In my two-year Marie Curie Project, I explore parallels between the outlook on human action offered by comedies and the theoretical presuppositions and commitments of political realism. In doing so, I examine comedy’s potential to develop a deeper understanding of realism’s ability to conceptualise social and political transformation. Some have argued that political realism’s rejection of an ‘ideals-first’ approach makes it susceptible to turning into a mere modus vivendi, incapable of conceptualising meaningful change. Supposedly, this is because realism lacks the normative compass for political action only a firm commitment to principles and ideals can provide. In developing parallels between comedy and political realism, I argue that the opposite is the case.
Comedy and realism are well suited to conceptualizing political change precisely because they do not rely on pre-political principles and ideals. While possibilities for social transformation are often not spelled out with enough clarity in political realism, comedy offers an abundance of narratives where positive change emerges out of collective endeavours. Crucially, change here occurs despite adverse circumstances, less-than-ideal characters of political agents, and an absence of ideals. The main focus of this research project, then, is a conceptual clarification of political realism’s transformative potential.

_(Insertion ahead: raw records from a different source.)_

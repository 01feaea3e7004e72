// SPDX-License-Identifier: BUSL-1.1
// Copyright (c) 2026 Alfred Jean LLC

//! Runtime variants and their shared plumbing.

pub mod cluster;
pub mod cooperative;
pub mod sequential;
pub mod worker;

use std::io::Write as _;
use std::path::{Path, PathBuf};
use std::time::Duration;

use thiserror::Error;

use crate::context::SetupContext;
use crate::scan;
use crate::task::{FileTask, TaskError};
use tf_core::fsio::AtomicFile;

#[derive(Debug, Error)]
pub enum RunnerError {
    #[error("directory does not exist: {0}")]
    MissingDir(PathBuf),

    #[error(transparent)]
    Ext(#[from] tf_core::ExtError),

    #[error("task setup failed: {0}")]
    Setup(TaskError),

    #[error("task teardown failed: {0}")]
    Teardown(TaskError),

    #[error(transparent)]
    Cluster(#[from] tf_slurm::SlurmError),

    #[error("I/O error in {what}: {source}")]
    Io { what: &'static str, source: std::io::Error },
}

/// Directories, extensions and cadence shared by every variant.
#[derive(Debug, Clone, PartialEq, Eq)]
pub struct RunnerConfig {
    pub task_name: String,
    pub input_dir: PathBuf,
    pub input_ext: String,
    pub output_dir: PathBuf,
    pub output_ext: String,
    pub poll_interval: Duration,
}

impl RunnerConfig {
    /// Check directories exist and extensions are well-formed.
    pub(crate) fn validate(&self) -> Result<(), RunnerError> {
        for dir in [&self.input_dir, &self.output_dir] {
            if !dir.exists() {
                return Err(RunnerError::MissingDir(dir.clone()));
            }
        }
        tf_core::validate_file_ext(&self.input_ext)?;
        tf_core::validate_file_ext(&self.output_ext)?;
        Ok(())
    }

    pub(crate) fn scan(&self) -> std::io::Result<Vec<PathBuf>> {
        scan::unprocessed_files(
            &self.input_dir,
            &self.input_ext,
            &self.output_dir,
            &self.output_ext,
        )
    }
}

/// Run one file through the task inside an atomic-write window.
///
/// Success commits `<stem><output_ext>`; any failure (user error or write
/// plumbing) is captured as `<stem>.err` instead. Failures never
/// propagate; the runtime continues with the next file.
pub(crate) async fn process_file<T: FileTask>(
    task: &T,
    context: &SetupContext,
    config: &RunnerConfig,
    input: &Path,
) {
    let name = input.file_name().map(|n| n.to_string_lossy().into_owned()).unwrap_or_default();
    let Some(output) = scan::output_path(
        input,
        &config.input_ext,
        &config.output_dir,
        &config.output_ext,
    ) else {
        tracing::warn!(file = %input.display(), "input does not carry the task extension");
        return;
    };

    tracing::info!(file = %name, "Starting processing");
    let result = run_atomic(task, context, input, &output).await;
    match result {
        Ok(()) => {
            tracing::info!(file = %name, "Successfully processed");
        }
        Err(error) => {
            tracing::error!(file = %name, error = %error, "Failed processing");
            write_error_report(&output, &config.output_ext, &error);
        }
    }
}

async fn run_atomic<T: FileTask>(
    task: &T,
    context: &SetupContext,
    input: &Path,
    output: &Path,
) -> Result<(), String> {
    let pending = AtomicFile::begin(output).map_err(|e| e.to_string())?;
    task.run(context, input, pending.path()).await.map_err(|e| report_of(&e))?;
    pending.commit().map_err(|e| e.to_string())
}

/// Render a failure the way it lands in the `.err` report: the message
/// plus any source chain, one frame per line.
fn report_of(error: &TaskError) -> String {
    use std::error::Error as _;
    let mut report = error.to_string();
    let mut source = error.source();
    while let Some(cause) = source {
        report.push_str(&format!("\ncaused by: {cause}"));
        source = cause.source();
    }
    report
}

fn write_error_report(output: &Path, output_ext: &str, report: &str) {
    let Some(error_file) = scan::error_path(output, output_ext) else {
        return;
    };
    let outcome = tf_core::atomic_write(&error_file, |f| f.write_all(report.as_bytes()));
    if let Err(e) = outcome {
        tracing::error!(file = %error_file.display(), error = %e, "failed to write error report");
    }
}

#[cfg(test)]
#[path = "mod_tests.rs"]
mod tests;
// SPDX-License-Identifier: BUSL-1.1
// Copyright (c) 2026 Alfred Jean LLC

//! Read-only progress snapshot derived from the workspace.
//!
//! Counters come entirely from directory listings, so the reporter is safe
//! to run concurrently with a live supervisor. Entries are classified by
//! suffix alone: extension-less files are in-flight, `.err` files are
//! failures, everything else in a task directory is a processed output.

use std::path::{Path, PathBuf};

use serde::Serialize;
use thiserror::Error;

use crate::ext::{is_extensionless, ERR_EXT};
use crate::workspace::Workspace;

#[derive(Debug, Error)]
pub enum ProgressError {
    #[error("output directory does not exist: {0}")]
    MissingOutputDir(PathBuf),

    #[error("not a pipeline directory (missing {0})")]
    NotAPipeline(PathBuf),

    #[error("failed to scan {path}: {source}")]
    Scan { path: PathBuf, source: std::io::Error },
}

/// Per-task progress counters.
#[derive(Debug, Clone, Default, Serialize)]
pub struct TaskProgress {
    pub name: String,
    /// Successful outputs present in the task directory.
    pub processed: Vec<String>,
    /// Extension-less in-flight temporaries.
    pub ongoing: Vec<String>,
    /// Captured `.err` reports.
    pub failed: Vec<String>,
}

/// Pipeline-wide progress counters.
#[derive(Debug, Clone, Default, Serialize)]
pub struct PipelineProgress {
    /// Names currently staged under `.symlinks/`.
    pub staged: Vec<String>,
    /// Names marked complete under `.finished/`.
    pub finished: Vec<String>,
    pub tasks: Vec<TaskProgress>,
}

impl PipelineProgress {
    /// Scan the workspace under `output_root`.
    pub fn scan(output_root: &Path) -> Result<Self, ProgressError> {
        if !output_root.exists() {
            return Err(ProgressError::MissingOutputDir(output_root.to_path_buf()));
        }
        let ws = Workspace::new(output_root);
        let internal = ws.internal_dir();
        if !internal.exists() {
            return Err(ProgressError::NotAPipeline(internal));
        }

        let mut progress = PipelineProgress {
            staged: list_entries(&ws.symlinks_dir())?,
            finished: list_entries(&ws.finished_dir())?,
            tasks: Vec::new(),
        };

        let entries = std::fs::read_dir(&internal)
            .map_err(|source| ProgressError::Scan { path: internal.clone(), source })?;
        for entry in entries.flatten() {
            let name = entry.file_name().to_string_lossy().into_owned();
            if name.starts_with('.') || !entry.path().is_dir() {
                continue;
            }
            progress.tasks.push(scan_task_dir(name, &entry.path())?);
        }
        progress.tasks.sort_by(|a, b| a.name.cmp(&b.name));

        Ok(progress)
    }

    /// Total failures across all tasks.
    pub fn failed_count(&self) -> usize {
        self.tasks.iter().map(|t| t.failed.len()).sum()
    }
}

fn scan_task_dir(name: String, dir: &Path) -> Result<TaskProgress, ProgressError> {
    let mut task = TaskProgress { name, ..TaskProgress::default() };
    let entries = std::fs::read_dir(dir)
        .map_err(|source| ProgressError::Scan { path: dir.to_path_buf(), source })?;
    for entry in entries.flatten() {
        if !entry.path().is_file() {
            continue;
        }
        let file = entry.file_name().to_string_lossy().into_owned();
        if is_extensionless(&file) {
            task.ongoing.push(file);
        } else if file.ends_with(ERR_EXT) {
            task.failed.push(file);
        } else {
            task.processed.push(file);
        }
    }
    task.processed.sort();
    task.ongoing.sort();
    task.failed.sort();
    Ok(task)
}

fn list_entries(dir: &Path) -> Result<Vec<String>, ProgressError> {
    let mut names = Vec::new();
    let entries = std::fs::read_dir(dir)
        .map_err(|source| ProgressError::Scan { path: dir.to_path_buf(), source })?;
    for entry in entries.flatten() {
        // Symlinks count even when their target is gone.
        if entry.path().is_file() || entry.path().is_symlink() {
            names.push(entry.file_name().to_string_lossy().into_owned());
        }
    }
    names.sort();
    Ok(names)
}

#[cfg(test)]
#[path = "progress_tests.rs"]
mod tests;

My work is organized around the themes of (i) democratic citizenship, explored through Aristophanes’ comedies and in conversation with Plato’s and Thucydides’ worries regarding democratic rule, (ii) political judgment as situated and relational, explored through Machiavelli’s comedies and his political writings, and (iii) the relationship of the real and the ideal in Hegel’s and Vischer’s theories of comedy, as well as the integration of comedy into political practice in Marx.